Dr Lee Martin is a lecturer in the Deakin Business School and the lead educator in Deakin’s free four-week online course, Harnessing Cultural Diversity: Effective Team Leadership in the Workplace. We spoke to Dr Martin about what it takes to create harmonious work environments where everyone can thrive.
Dr Martin explains that we all have unconscious biases stemming from our sense of belonging to a particular social group. ‘These biases influence our attitudes towards others who are culturally different and how we judge their behaviour,’ she says. ‘It can often lead us to misinterpret people’s intentions, which can hinder effective collaboration.’
Common biases include holding cultural stereotypes, in-group bias, and self-reference criterion. ‘The ingroup bias means that if we feel that someone belongs to the same cultural group as we do, we tend to judge them more favourably than we would judge a person from a different culture,’ Dr Martin says.
So why do these issues need to be addressed? Well, research shows that people from ethnic minority backgrounds are under-represented in leadership positions. ‘Around 24% of the Australian population has a non-European ethnic background or Indigenous background, yet people from these backgrounds represent only 5% of senior leaders in Australian organisations,’ Dr Martin says.
The effects of stereotypes and biases can be complex. ‘While overt discrimination certainly may occur in workplaces, it’s likely that a more pervasive (and harder to spot) issue is unconscious biases regarding culture, ethnicity or race, which can affect attitudes towards people from different cultural backgrounds,’ she says.
If employees feel they are not being treated equally at work, this can have negative personal outcomes. ‘It can be harmful to their self-esteem, sense of belonging, and motivation,’ Dr Martin says.

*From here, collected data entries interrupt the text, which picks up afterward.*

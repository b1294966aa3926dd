use std::ops::Range;

use crate::{
    disk::{Block, BlockDevice, BLOCK_SIZE},
    fs::error::{FileSystemError, Result},
};

/// 数据区：所有数据块内容，扁平化存放在内存里
///
/// 物理块号是数据区内的下标，第 n 块对应设备上的 `start_block + n`。
/// 所有访问都先按 (块号, 块内偏移, 长度) 校验边界再切片。
#[derive(Debug, Clone)]
pub struct DataArea {
    blocks: Vec<u8>,
    total_blocks: u64,
    start_block: u64,
    dirty: Vec<bool>, // 每个块是否被修改
}

impl DataArea {
    pub fn new(start_block: u64, total_blocks: u64) -> Self {
        Self {
            blocks: vec![0u8; (total_blocks as usize) * BLOCK_SIZE],
            total_blocks,
            start_block,
            dirty: vec![false; total_blocks as usize],
        }
    }

    fn range(&self, block_no: u32, offset: usize, len: usize) -> Result<Range<usize>> {
        let out_of_range = FileSystemError::OutOfRange {
            block: block_no,
            offset,
            len,
        };
        if u64::from(block_no) >= self.total_blocks {
            return Err(out_of_range);
        }
        match offset.checked_add(len) {
            Some(end) if end <= BLOCK_SIZE => {
                let base = block_no as usize * BLOCK_SIZE;
                Ok(base + offset..base + end)
            }
            _ => Err(out_of_range),
        }
    }

    /// 块内一段只读切片
    pub fn block_slice(&self, block_no: u32, offset: usize, len: usize) -> Result<&[u8]> {
        let range = self.range(block_no, offset, len)?;
        Ok(&self.blocks[range])
    }

    /// 块内一段可写切片，同时把该块标记为脏
    pub fn block_slice_mut(
        &mut self,
        block_no: u32,
        offset: usize,
        len: usize,
    ) -> Result<&mut [u8]> {
        let range = self.range(block_no, offset, len)?;
        self.dirty[block_no as usize] = true;
        Ok(&mut self.blocks[range])
    }

    #[cfg(test)]
    pub fn dirty_blocks(&self) -> usize {
        self.dirty.iter().filter(|&&d| d).count()
    }

    /// 把脏块写回磁盘，返回写回的块数
    pub fn sync(&mut self, disk: &dyn BlockDevice) -> Result<usize> {
        let mut written = 0;
        let mut buf: Block = [0u8; BLOCK_SIZE];
        for i in 0..self.total_blocks as usize {
            if !self.dirty[i] {
                continue;
            }
            let start = i * BLOCK_SIZE;
            buf.copy_from_slice(&self.blocks[start..start + BLOCK_SIZE]);
            disk.write_block(self.start_block + i as u64, &buf)?;
            self.dirty[i] = false;
            written += 1;
        }
        Ok(written)
    }

    pub fn load(&mut self, disk: &dyn BlockDevice) -> Result<()> {
        let mut buf: Block = [0u8; BLOCK_SIZE];
        for i in 0..self.total_blocks as usize {
            disk.read_block(self.start_block + i as u64, &mut buf)?;
            let start = i * BLOCK_SIZE;
            self.blocks[start..start + BLOCK_SIZE].copy_from_slice(&buf);
            self.dirty[i] = false;
        }
        Ok(())
    }
}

According to Dr Martin there are some common challenges when different cultures work together in a group because everyone comes with a different set of norms and preferences. This can sometimes lead to conflict. ‘Communication can also be difficult and misunderstandings can arise more often,’ she says. ‘And then you have the possibility of group members who share the same culture forming subgroups, which can make it even more difficult to build trust among the whole team.’
'The ingroup bias means that if we feel that someone belongs to the same cultural group as we do, we tend to judge them more favourably than we would judge a person from a different culture.'
Dr Lee Martin,
Faculty of Business and Law, Deakin University
Addressing the challenges of a culturally diverse team is an important step towards building not only equality, but also employee job satisfaction and loyalty. It’s about creating an environment where employees can meet their maximum potential.
Dr Martin explains: ‘Organisations need to build and maintain a positive diversity climate at work – that is, a shared perception that the organisation promotes fairness and values diversity – because organisations that have such a climate are more likely to attract and retain diverse talent, and to reap all the benefits that come from having a more diverse workforce.’
While unconscious bias can’t be eliminated altogether there is a lot that we can do about it. ‘As humans, it is natural for us to each hold these biases to a greater or lesser extent,’ Dr Martin says. ‘We should strive to become more aware of how the biases affect us, and try to keep our biases in check so that they don’t drive our judgements and decisions.’
Something that has been shown to reduce cultural biases is positive interactions with people from other cultures. ‘While doing this, we are also getting opportunities to develop our cultural intelligence, which can then help us to have better interactions in the future with people from other cultures,’ Dr Martin says.
Organisations can do their part in reducing bias in the workplace by fostering positive diversity mindsets and offering diversity training. ‘Managers can also try to ensure the right team conditions, such as making use of multicultural individuals in the team to help bridge cultural differences, and developing positive diversity mindsets and cultural intelligence within the team,’ Dr Martin explains.
If the challenges of managing a culturally diverse team are addressed effectively it can benefit individuals. ‘For a person working in a culturally diverse team it can be a great opportunity for personal and professional growth as you learn about other cultures and diversify your network,’ Dr Martin says.
According to Dr Martin, a culturally diverse workplace is also a great asset for organisations. ‘Bringing together people with different perspectives can also be a wonderful opportunity to produce more creative solutions to complex problems, as more different ideas are generated, exchanged and combined to form new ideas. It can also improve decision-making quality as any given issue is considered from more angles and debated more thoroughly.’